The following code permutes a \(4 \times 2 \times 2\) tile to a \(2 \times 4 \times 2\) tile according to the dimension map ct::dimension_map<2, 0, 1>:

namespace ct = ::cuda::tiles;
using namespace ct::literals;
auto x = ct::iota<ct::tile<int, ct::shape<4, 2, 2>>>();
auto r = ct::permute(x, ct::dimension_map{2_ic, 0_ic, 1_ic});
\[\begin{split}\begin{pmatrix} \begin{pmatrix} 0 & 1 \end{pmatrix} & \begin{pmatrix} 2 & 3 \end{pmatrix} \\ \begin{pmatrix} 4 & 5 \end{pmatrix} & \begin{pmatrix} 6 & 7 \end{pmatrix} \\ \begin{pmatrix} 8 & 9 \end{pmatrix} & \begin{pmatrix} 10 & 11 \end{pmatrix} \\ \begin{pmatrix} 12 & 13 \end{pmatrix} & \begin{pmatrix} 14 & 15 \end{pmatrix} \\ \end{pmatrix} \rightarrow \begin{pmatrix} \begin{pmatrix} 0 & 2 \end{pmatrix} & \begin{pmatrix} 4 & 6 \end{pmatrix} & \begin{pmatrix} 8 & 10 \end{pmatrix} & \begin{pmatrix} 12 & 14 \end{pmatrix} \\ \begin{pmatrix} 1 & 3 \end{pmatrix} & \begin{pmatrix} 5 & 7 \end{pmatrix} & \begin{pmatrix} 9 & 11 \end{pmatrix} & \begin{pmatrix} 13 & 15 \end{pmatrix} \\ \end{pmatrix}\end{split}\]

The behavior of the permutation is described precisely below:

tile projection

Let \(a\) be a tile like object of rank \(N\), shape \(S\) and index space \(I = [0, S_0) \times [0, S_1) \times ... \times [0, S_{N - 1})\).

We may interpret \(a\) as a function \(a : I \rightarrow \mathbb{E}\) describing the association of indices to elements \(\mathbb{E}\) .

The projection of \(a\) along dimension \(0 \leq d < N\) at index \(i \in [0, S_d)\) is a new tile like object of index space \(I_p = [0, S_0) \times [0, S_1) \times ... \times [0, S_{d - 1}] \times [0, 1) \times [0, S_{d + 1}] \times ... \times [0, S_{N - 1}]\):

\[\mathrm{Proj}(a, i, d) : I_p \rightarrow \mathbb{E}\]

whose values correspond to \(a\) when dimension \(d\) is fixed at index \(i\):

\[\mathrm{Proj}(a, i, d)(x_0, x_1, \ldots, x_{d-1}, 0, x_{d+1}, \ldots x_{N-1}) = a(x_0, x_1, ..., x_{d-1}, i, x_d, ..., x_{N-2})\]
iterated tile projection

The iterated projection of \(a\) for indices \((i_0, i_1, ..., i_{N-1}) \in I\) at dimensions \((d_0, d_1, ..., d_n)\) is formed by the repeated application of \(\mathrm{Proj}\):

\[\mathrm{Proj}(... \mathrm{Proj}(\mathrm{Proj}(a, i_0, d_0), i_1, d_1), ..., i_{N-1}, d_{N-1})\]

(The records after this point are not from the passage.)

use std::path::PathBuf;

use anyhow::Result;
use chrono::NaiveDate;
use thiserror::Error;

use crate::utils::time::{date_to_record_name, week_start};

use super::{
    document::{read_document, write_document},
    entities::{Reflection, WeeklyGoals},
};

pub const MAX_GOALS: usize = 10;
pub const MAX_GOAL_LENGTH: usize = 200;

#[derive(Error, Debug, Clone, PartialEq, Eq)]
pub enum JournalError {
    #[error("reflection is empty")]
    EmptyReflection,
    #[error("goal is empty")]
    EmptyGoal,
    #[error("goal is longer than {MAX_GOAL_LENGTH} characters")]
    GoalTooLong,
    #[error("a week can't have more than {MAX_GOALS} goals")]
    TooManyGoals,
    #[error("there is no goal number {0}")]
    UnknownGoal(usize),
}

impl WeeklyGoals {
    pub fn add_goal(&mut self, goal: &str) -> Result<(), JournalError> {
        let goal = goal.trim();
        if goal.is_empty() {
            return Err(JournalError::EmptyGoal);
        }
        if goal.chars().count() > MAX_GOAL_LENGTH {
            return Err(JournalError::GoalTooLong);
        }
        if self.goals.len() >= MAX_GOALS {
            return Err(JournalError::TooManyGoals);
        }
        self.goals.push(goal.to_string());
        Ok(())
    }

    /// Removes a goal by its zero based position. Errors name the goal by its number, as it's
    /// shown to users.
    pub fn remove_goal(&mut self, index: usize) -> Result<String, JournalError> {
        if index >= self.goals.len() {
            return Err(JournalError::UnknownGoal(index.saturating_add(1)));
        }
        Ok(self.goals.remove(index))
    }
}

/// Reflections are stored one file per day, goals one file per week.
pub struct JournalStorage {
    dir: PathBuf,
}

impl JournalStorage {
    pub fn new(dir: PathBuf) -> Self {
        Self { dir }
    }

    fn reflection_path(&self, date: NaiveDate) -> PathBuf {
        self.dir
            .join("reflections")
            .join(format!("{}.json", date_to_record_name(date)))
    }

    fn goals_path(&self, week_start: NaiveDate) -> PathBuf {
        self.dir
            .join("goals")
            .join(format!("{}.json", date_to_record_name(week_start)))
    }

    pub async fn reflection_for(&self, date: NaiveDate) -> Result<Option<Reflection>> {
        read_document(&self.reflection_path(date)).await
    }

    pub async fn save_reflection(&self, date: NaiveDate, text: &str) -> Result<Reflection> {
        let text = text.trim();
        if text.is_empty() {
            return Err(JournalError::EmptyReflection.into());
        }
        let reflection = Reflection {
            date,
            text: text.to_string(),
        };
        write_document(&self.reflection_path(date), &reflection).await?;
        Ok(reflection)
    }

    /// Goals of the week containing `date`.
    pub async fn goals_for(&self, date: NaiveDate) -> Result<WeeklyGoals> {
        let start = week_start(date);
        Ok(read_document(&self.goals_path(start))
            .await?
            .unwrap_or_else(|| WeeklyGoals::empty(start)))
    }

    pub async fn save_goals(&self, goals: &WeeklyGoals) -> Result<()> {
        write_document(&self.goals_path(goals.week_start), goals).await
    }
}

#[cfg(test)]
mod tests {
    use anyhow::Result;
    use chrono::NaiveDate;
    use tempfile::tempdir;

    use super::*;

    fn date(y: i32, m: u32, d: u32) -> NaiveDate {
        NaiveDate::from_ymd_opt(y, m, d).unwrap()
    }

    #[test]
    fn test_goal_validation() {
        let mut goals = WeeklyGoals::empty(date(2025, 3, 10));

        assert_eq!(goals.add_goal("   "), Err(JournalError::EmptyGoal));
        assert_eq!(
            goals.add_goal(&"가".repeat(MAX_GOAL_LENGTH + 1)),
            Err(JournalError::GoalTooLong)
        );
        goals.add_goal(&"가".repeat(MAX_GOAL_LENGTH)).unwrap();
        goals.add_goal("  run 10km ").unwrap();
        assert_eq!(goals.goals[1], "run 10km");
    }

    #[test]
    fn test_goal_limit() {
        let mut goals = WeeklyGoals::empty(date(2025, 3, 10));
        for i in 0..MAX_GOALS {
            goals.add_goal(&format!("goal {i}")).unwrap();
        }
        assert_eq!(goals.add_goal("one more"), Err(JournalError::TooManyGoals));
        assert_eq!(goals.remove_goal(0), Ok("goal 0".to_string()));
        assert_eq!(goals.remove_goal(42), Err(JournalError::UnknownGoal(43)));
    }

    #[tokio::test]
    async fn test_reflection_storage() -> Result<()> {
        let dir = tempdir()?;
        let storage = JournalStorage::new(dir.path().to_owned());
        let day = date(2025, 3, 12);

        assert!(storage.reflection_for(day).await?.is_none());
        assert!(storage.save_reflection(day, "  \n ").await.is_err());

        storage.save_reflection(day, " focused morning \n").await?;
        let reflection = storage.reflection_for(day).await?.unwrap();
        assert_eq!(reflection.text, "focused morning");
        Ok(())
    }

    #[tokio::test]
    async fn test_goals_are_keyed_by_week() -> Result<()> {
        let dir = tempdir()?;
        let storage = JournalStorage::new(dir.path().to_owned());

        let mut goals = storage.goals_for(date(2025, 3, 12)).await?;
        assert_eq!(goals.week_start, date(2025, 3, 10));
        goals.add_goal("ship it")?;
        storage.save_goals(&goals).await?;

        let same_week = storage.goals_for(date(2025, 3, 16)).await?;
        assert_eq!(same_week.goals, vec!["ship it".to_string()]);
        let next_week = storage.goals_for(date(2025, 3, 17)).await?;
        assert!(next_week.goals.is_empty());
        Ok(())
    }
}
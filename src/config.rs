use std::path::Path;

use anyhow::Result;
use serde::{Deserialize, Serialize};

use crate::{
    aggregate::{wall_clock::parse_time, AggregationPolicy, MalformedTimePolicy},
    storage::document::{read_document, write_document},
};

/// `config.json` in the application directory.
#[derive(Serialize, Deserialize, Debug, Clone, PartialEq, Eq)]
#[serde(rename_all = "camelCase", default)]
pub struct Config {
    pub strict_categories: bool,
    pub malformed_times: MalformedTimePolicy,
    /// Start of the first block of a day when nothing else is known.
    pub default_start_time: String,
}

impl Default for Config {
    fn default() -> Self {
        Self {
            strict_categories: false,
            malformed_times: MalformedTimePolicy::Exclude,
            default_start_time: "09:00".into(),
        }
    }
}

impl Config {
    pub fn policy(&self) -> AggregationPolicy {
        AggregationPolicy {
            strict_categories: self.strict_categories,
            malformed_times: self.malformed_times,
        }
    }
}

/// Loads the configuration, writing the defaults on first use.
pub async fn load_config(application_path: &Path) -> Result<Config> {
    let path = application_path.join("config.json");
    let config = match read_document::<Config>(&path).await? {
        Some(config) => config,
        None => {
            let config = Config::default();
            write_document(&path, &config).await?;
            config
        }
    };
    parse_time(&config.default_start_time)?;
    Ok(config)
}

#[cfg(test)]
mod tests {
    use anyhow::Result;
    use tempfile::tempdir;

    use super::*;

    #[tokio::test]
    async fn test_load_config_creates_defaults() -> Result<()> {
        let dir = tempdir()?;
        let config = load_config(dir.path()).await?;

        assert_eq!(config, Config::default());
        assert!(dir.path().join("config.json").exists());
        Ok(())
    }

    #[tokio::test]
    async fn test_load_config_partial_file() -> Result<()> {
        let dir = tempdir()?;
        std::fs::write(
            dir.path().join("config.json"),
            r#"{"strictCategories": true, "malformedTimes": "midnight"}"#,
        )?;

        let config = load_config(dir.path()).await?;
        assert!(config.strict_categories);
        assert_eq!(config.malformed_times, MalformedTimePolicy::Midnight);
        assert_eq!(config.default_start_time, "09:00");
        Ok(())
    }

    #[tokio::test]
    async fn test_load_config_rejects_bad_start() -> Result<()> {
        let dir = tempdir()?;
        std::fs::write(
            dir.path().join("config.json"),
            r#"{"defaultStartTime": "nine"}"#,
        )?;

        assert!(load_config(dir.path()).await.is_err());
        Ok(())
    }
}
use chrono::{Local, NaiveDate};

/// Represents an entity responsible for telling what day it is. Only the command line edge asks
/// it; everything below receives the date as a parameter.
#[cfg_attr(test, mockall::automock)]
pub trait Clock: Sync + Send + 'static {
    fn today(&self) -> NaiveDate;
}

pub struct DefaultClock;

impl Clock for DefaultClock {
    fn today(&self) -> NaiveDate {
        Local::now().date_naive()
    }
}
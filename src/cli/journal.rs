use anyhow::Result;
use chrono::NaiveDate;
use clap::Subcommand;

use crate::storage::journal::{JournalError, JournalStorage};

#[derive(Subcommand, Debug)]
pub enum GoalsCommand {
    #[command(about = "Show goals of the week")]
    List,
    #[command(about = "Add a goal to the week")]
    Add { goal: String },
    #[command(about = "Remove a goal by its number")]
    Remove {
        #[arg(help = "Number shown by `goals list`, starting at 1")]
        number: usize,
    },
}

/// Saves the reflection of `date` when `text` is given, prints it otherwise.
pub async fn process_reflect_command(
    storage: &JournalStorage,
    date: NaiveDate,
    text: Option<String>,
) -> Result<()> {
    match text {
        Some(text) => {
            storage.save_reflection(date, &text).await?;
            println!("Saved reflection for {date}");
        }
        None => match storage.reflection_for(date).await? {
            Some(reflection) => println!("{}\n{}", reflection.date, reflection.text),
            None => println!("No reflection for {date}"),
        },
    }
    Ok(())
}

pub async fn process_goals_command(
    storage: &JournalStorage,
    date: NaiveDate,
    command: GoalsCommand,
) -> Result<()> {
    let mut goals = storage.goals_for(date).await?;
    match command {
        GoalsCommand::List => {}
        GoalsCommand::Add { goal } => {
            goals.add_goal(&goal)?;
            storage.save_goals(&goals).await?;
        }
        GoalsCommand::Remove { number } => {
            let index = number.checked_sub(1).ok_or(JournalError::UnknownGoal(number))?;
            goals.remove_goal(index)?;
            storage.save_goals(&goals).await?;
        }
    }

    println!("Goals for the week of {}", goals.week_start);
    if goals.goals.is_empty() {
        println!("No goals yet");
    }
    for (index, goal) in goals.goals.iter().enumerate() {
        println!("{}. {goal}", index + 1);
    }
    Ok(())
}

#[cfg(test)]
mod tests {
    use anyhow::Result;
    use tempfile::tempdir;

    use super::*;

    #[tokio::test]
    async fn test_goals_command_flow() -> Result<()> {
        let dir = tempdir()?;
        let storage = JournalStorage::new(dir.path().to_owned());
        let date = NaiveDate::from_ymd_opt(2025, 3, 12).unwrap();

        process_goals_command(&storage, date, GoalsCommand::Add { goal: "read".into() }).await?;
        process_goals_command(&storage, date, GoalsCommand::Add { goal: "run".into() }).await?;
        process_goals_command(&storage, date, GoalsCommand::Remove { number: 1 }).await?;

        assert_eq!(storage.goals_for(date).await?.goals, vec!["run".to_string()]);
        assert!(
            process_goals_command(&storage, date, GoalsCommand::Remove { number: 5 })
                .await
                .is_err()
        );
        Ok(())
    }

    #[tokio::test]
    async fn test_reflect_command() -> Result<()> {
        let dir = tempdir()?;
        let storage = JournalStorage::new(dir.path().to_owned());
        let date = NaiveDate::from_ymd_opt(2025, 3, 12).unwrap();

        process_reflect_command(&storage, date, None).await?;
        assert!(process_reflect_command(&storage, date, Some(" ".into())).await.is_err());
        process_reflect_command(&storage, date, Some("good day".into())).await?;

        assert_eq!(storage.reflection_for(date).await?.unwrap().text, "good day");
        Ok(())
    }
}
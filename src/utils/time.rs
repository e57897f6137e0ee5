use anyhow::{anyhow, Result};
use chrono::{Datelike, Duration, NaiveDate, NaiveTime, TimeZone, Utc};
use chrono_english::{parse_date_string, Dialect};

/// This is the standard way of converting a date to a file name in timeblock.
pub fn date_to_record_name(date: NaiveDate) -> String {
    date.format("%Y-%m-%d").to_string()
}

/// Monday of the week containing `date`.
pub fn week_start(date: NaiveDate) -> NaiveDate {
    date - Duration::days(date.weekday().num_days_from_monday() as i64)
}

/// Reads `2025-03-15`, `15/03/2025`, `yesterday`, `3 days ago` and similar. Relative inputs are
/// resolved against `reference`, not against the system clock.
pub fn parse_date(input: &str, reference: NaiveDate) -> Result<NaiveDate> {
    for format in ["%Y-%m-%d", "%d/%m/%Y"] {
        if let Ok(date) = NaiveDate::parse_from_str(input.trim(), format) {
            return Ok(date);
        }
    }
    match input.trim() {
        "today" => return Ok(reference),
        "yesterday" => return Ok(reference - Duration::days(1)),
        "tomorrow" => return Ok(reference + Duration::days(1)),
        _ => {}
    }
    // Noon keeps "x days ago" style inputs away from day boundaries.
    let now = Utc.from_utc_datetime(&(reference.and_time(NaiveTime::MIN) + Duration::hours(12)));
    parse_date_string(input, now, Dialect::Uk)
        .map(|v| v.date_naive())
        .map_err(|e| anyhow!("Failed to parse date {input:?}: {e}"))
}
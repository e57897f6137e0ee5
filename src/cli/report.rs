use ansi_term::{Colour, Style};
use clap::Parser;

use crate::{
    aggregate::{wall_clock::format_duration, Aggregation},
    storage::catalog::CategoryCatalog,
    utils::percentage::Percentage,
};

use super::output::{analysis::PeriodReport, period::Period};

#[derive(Debug, Parser)]
pub struct ReportCommand {
    #[arg(long, short, default_value_t = Period::Day, help = "Period containing the date")]
    pub period: Period,
    #[arg(long, help = "Also show categories without any time")]
    pub all: bool,
    #[arg(
        short = 'm',
        long = "min-percentage",
        help = "Hide categories below this share of tracked time",
        default_value_t = Percentage::ZERO
    )]
    pub min_percentage: Percentage,
}

/// A row of a report, everything a table or chart needs.
#[derive(Debug, PartialEq)]
pub struct ReportLine<'a> {
    pub label: &'a str,
    pub display_text: &'a str,
    pub hours: f64,
    pub percentage: Percentage,
}

/// Rows of an aggregation in display order.
pub fn report_lines<'a>(
    aggregation: &'a Aggregation,
    catalog: &'a CategoryCatalog,
    include_empty: bool,
    min_percentage: Percentage,
) -> Vec<ReportLine<'a>> {
    let mut entries = aggregation.ranked();
    if include_empty {
        entries.extend(
            aggregation
                .totals
                .iter()
                .filter(|(_, total)| total.total_minutes == 0)
                .map(|(key, total)| (key.as_str(), total)),
        );
    }
    entries
        .into_iter()
        .filter(|(_, total)| total.percentage >= min_percentage)
        .map(|(key, total)| ReportLine {
            label: catalog.label_for(key),
            display_text: &total.display_text,
            hours: total.fractional_hours(),
            percentage: total.percentage,
        })
        .collect()
}

pub fn print_report(report: &PeriodReport, catalog: &CategoryCatalog, command: &ReportCommand) {
    let title = Style::new().bold();
    println!(
        "{}",
        title.paint(format!("{} report: {}", report.period, report.range))
    );
    print_aggregation(&report.overall, catalog, command);

    for (bucket, aggregation) in &report.breakdown {
        if aggregation.total_tracked_minutes == 0 {
            continue;
        }
        println!();
        println!(
            "{}",
            Style::new().underline().paint(format!(
                "{} ({})",
                bucket.label,
                format_duration(aggregation.total_tracked_minutes)
            ))
        );
        print_aggregation(aggregation, catalog, command);
    }
}

fn print_aggregation(
    aggregation: &Aggregation,
    catalog: &CategoryCatalog,
    command: &ReportCommand,
) {
    println!(
        "Total {} ({:.1}h)",
        format_duration(aggregation.total_tracked_minutes),
        aggregation.total_tracked_minutes as f64 / 60.
    );
    for line in report_lines(aggregation, catalog, command.all, command.min_percentage) {
        println!(
            "{}\t{}\t{:.2}h\t{}",
            Colour::Green.paint(format!("{:>4}", line.percentage.to_string())),
            line.display_text,
            line.hours,
            line.label
        );
    }
    for rejected in &aggregation.rejected {
        println!(
            "{} block {} ({}-{}): {}",
            Colour::Yellow.paint("skipped"),
            rejected.block.id,
            rejected.block.start_time,
            rejected.block.end_time,
            rejected.reason
        );
    }
    if aggregation.unknown_category_blocks > 0 {
        println!(
            "{} {} blocks with unregistered categories",
            Colour::Yellow.paint("skipped"),
            aggregation.unknown_category_blocks
        );
    }
}

#[cfg(test)]
mod tests {
    use super::*;
    use crate::{
        aggregate::{aggregate, AggregationPolicy},
        storage::entities::TimeBlock,
    };

    fn aggregation() -> Aggregation {
        let blocks = vec![
            TimeBlock::new("09:00", "12:00", "work"),
            TimeBlock::new("13:00", "14:30", "study"),
            TimeBlock::new("15:00", "15:10", "reading"),
        ];
        let catalog = CategoryCatalog::default();
        aggregate(&blocks, catalog.keys(), AggregationPolicy::default())
    }

    #[test]
    fn test_report_lines_ranked_with_labels() {
        let aggregation = aggregation();
        let catalog = CategoryCatalog::default();
        let lines = report_lines(&aggregation, &catalog, false, Percentage::ZERO);

        assert_eq!(
            lines,
            vec![
                ReportLine {
                    label: "업무",
                    display_text: "3시간",
                    hours: 3.,
                    percentage: "64".parse().unwrap(),
                },
                ReportLine {
                    label: "공부",
                    display_text: "1시간 30분",
                    hours: 1.5,
                    percentage: "32".parse().unwrap(),
                },
                ReportLine {
                    label: "reading",
                    display_text: "10분",
                    hours: 0.17,
                    percentage: "4".parse().unwrap(),
                },
            ]
        );
    }

    #[test]
    fn test_report_lines_include_empty_and_threshold() {
        let aggregation = aggregation();
        let catalog = CategoryCatalog::default();

        let all = report_lines(&aggregation, &catalog, true, Percentage::ZERO);
        assert_eq!(all.len(), 7);
        assert_eq!(all[3].display_text, "0분");

        let filtered = report_lines(&aggregation, &catalog, false, "10".parse().unwrap());
        assert_eq!(filtered.len(), 2);
    }
}
use chrono::NaiveDate;
use serde::{Deserialize, Serialize};

/// A single recorded interval of activity. Times are kept as entered (`HH:MM`), so a block that is
/// still being edited can be stored with an empty end.
#[derive(PartialEq, Eq, Debug, Serialize, Deserialize, Clone)]
#[serde(rename_all = "camelCase")]
pub struct TimeBlock {
    pub id: String,
    #[serde(default)]
    pub start_time: String,
    #[serde(default)]
    pub end_time: String,
    #[serde(default)]
    pub category: String,
    #[serde(default)]
    pub activity: String,
    /// Filled in when blocks are read for a specific day.
    #[serde(default, skip_serializing_if = "Option::is_none")]
    pub date: Option<NaiveDate>,
}

impl TimeBlock {
    pub fn new(
        start_time: impl Into<String>,
        end_time: impl Into<String>,
        category: impl Into<String>,
    ) -> Self {
        Self {
            id: uuid::Uuid::new_v4().to_string(),
            start_time: start_time.into(),
            end_time: end_time.into(),
            category: category.into(),
            activity: String::new(),
            date: None,
        }
    }

    pub fn with_activity(self, activity: impl Into<String>) -> Self {
        Self {
            activity: activity.into(),
            ..self
        }
    }

    pub fn with_date(self, date: NaiveDate) -> Self {
        Self {
            date: Some(date),
            ..self
        }
    }

    /// A block without a category or either of its times is still being edited.
    pub fn is_incomplete(&self) -> bool {
        self.category.is_empty() || self.start_time.is_empty() || self.end_time.is_empty()
    }
}

#[derive(PartialEq, Eq, Debug, Serialize, Deserialize, Clone)]
pub struct Category {
    /// Stable key referenced by [TimeBlock::category]. Never changes after creation.
    pub value: String,
    pub label: String,
    /// Styling token. Passed through untouched.
    #[serde(default)]
    pub color: String,
}

impl Category {
    pub fn new(
        value: impl Into<String>,
        label: impl Into<String>,
        color: impl Into<String>,
    ) -> Self {
        Self {
            value: value.into(),
            label: label.into(),
            color: color.into(),
        }
    }
}

#[derive(PartialEq, Eq, Debug, Serialize, Deserialize, Clone)]
#[serde(rename_all = "camelCase")]
pub struct Reflection {
    pub date: NaiveDate,
    pub text: String,
}

#[derive(PartialEq, Eq, Debug, Serialize, Deserialize, Clone)]
#[serde(rename_all = "camelCase")]
pub struct WeeklyGoals {
    /// Monday of the week.
    pub week_start: NaiveDate,
    pub goals: Vec<String>,
}

impl WeeklyGoals {
    pub fn empty(week_start: NaiveDate) -> Self {
        Self {
            week_start,
            goals: vec![],
        }
    }
}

The iterated projection of \(a\) is a singleton tile whose value is the value of \(a\) at index \(i_0\) along dimension \(d_0\), \(i_1\) along \(d_1\), etc…

tile permutation

Let \(P : [0, N) -> [0, N)\) be the bijective function describing a permutation of dimensions.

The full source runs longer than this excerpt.